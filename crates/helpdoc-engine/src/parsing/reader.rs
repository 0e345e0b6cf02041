use serde::{Deserialize, Serialize};

use super::chunks::{
    CommentLineClassifier,
    types::{Indent, Line, LineClass, LineKind, Payload},
};

/// How raw lines relate to the comment block they belong to.
#[derive(Debug, Clone, Copy, PartialEq, Eq, Default, Serialize, Deserialize)]
#[serde(rename_all = "lowercase")]
pub enum LeaderMode {
    /// Every line must start with [`LeaderMode::COMMENT_LEADER`]; the first
    /// line that doesn't ends the block. Leaders are stripped.
    #[default]
    Comment,
    /// Lines are already stripped of their leader.
    Plain,
}

impl LeaderMode {
    pub const COMMENT_LEADER: char = '%';

    /// Strips the leader and trailing whitespace, or returns `None` when the
    /// raw line is not part of the comment block.
    pub fn strip(self, raw: &str) -> Option<&str> {
        let raw = raw.trim_end_matches('\r');
        match self {
            LeaderMode::Plain => Some(raw.trim_end()),
            LeaderMode::Comment if raw.is_empty() => Some(raw),
            LeaderMode::Comment if raw.starts_with(Self::COMMENT_LEADER) => {
                Some(raw.trim_start_matches(Self::COMMENT_LEADER).trim_end())
            }
            LeaderMode::Comment => None,
        }
    }
}

/// Cursor over the raw lines of one document, handing out logical lines.
///
/// The first line is always SUMMARY. Table and list lines absorb a directly
/// following TEXT line aligned with their text, so callers only ever see
/// merged continuation lines.
pub struct LineReader<'a> {
    lines: Vec<&'a str>,
    pos: usize,
    mode: LeaderMode,
    finished: bool,
    classifier: CommentLineClassifier,
}

impl<'a> LineReader<'a> {
    pub fn new(doc: &'a str, mode: LeaderMode) -> Self {
        Self {
            lines: doc.split('\n').collect(),
            pos: 0,
            mode,
            finished: false,
            classifier: CommentLineClassifier,
        }
    }

    /// Reads the next logical line, consuming a continuation line if present.
    ///
    /// Once END has been returned every further call returns END again.
    pub fn next_line(&mut self) -> Line {
        let mut line = self.read_raw();

        let continuation_column = match (line.kind(), line.indent()) {
            (LineKind::Table, Indent::Columns { col2, .. }) => Some(col2),
            (LineKind::List, Indent::Column(col)) => Some(col),
            _ => None,
        };

        if let Some(col) = continuation_column {
            let next = self.peek();
            if next.kind == LineKind::Text && next.indent == Indent::Column(col) {
                if let Payload::Single(text) = &next.payload {
                    append_continuation(&mut line.class.payload, text);
                }
                self.read_raw();
            }
        }

        log::trace!(
            "line {}: {:?} indent={:?} {:?}",
            line.number,
            line.kind(),
            line.indent(),
            line.class.payload
        );
        line
    }

    fn read_raw(&mut self) -> Line {
        if self.finished {
            return Line {
                number: self.pos,
                class: LineClass::end(),
            };
        }
        let class = self.classify_at(self.pos);
        if class.kind == LineKind::End {
            self.finished = true;
        }
        self.pos += 1;
        Line {
            number: self.pos,
            class,
        }
    }

    fn peek(&self) -> LineClass {
        if self.finished {
            return LineClass::end();
        }
        self.classify_at(self.pos)
    }

    fn classify_at(&self, idx: usize) -> LineClass {
        let Some(raw) = self.lines.get(idx) else {
            return LineClass::end();
        };
        let Some(text) = self.mode.strip(raw) else {
            return LineClass::end();
        };
        if idx == 0 {
            return LineClass::new(LineKind::Summary, 0, text.trim());
        }
        self.classifier.classify(text)
    }
}

fn append_continuation(payload: &mut Payload, text: &str) {
    match payload {
        Payload::Single(t) | Payload::Columns(_, t) => {
            t.push(' ');
            t.push_str(text);
        }
        Payload::None => {}
    }
}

Task details:
Please return every line of the records above that contains the word "CommentLineClassifier".

Response to this exercise:
    CommentLineClassifier,
    classifier: CommentLineClassifier,
            classifier: CommentLineClassifier,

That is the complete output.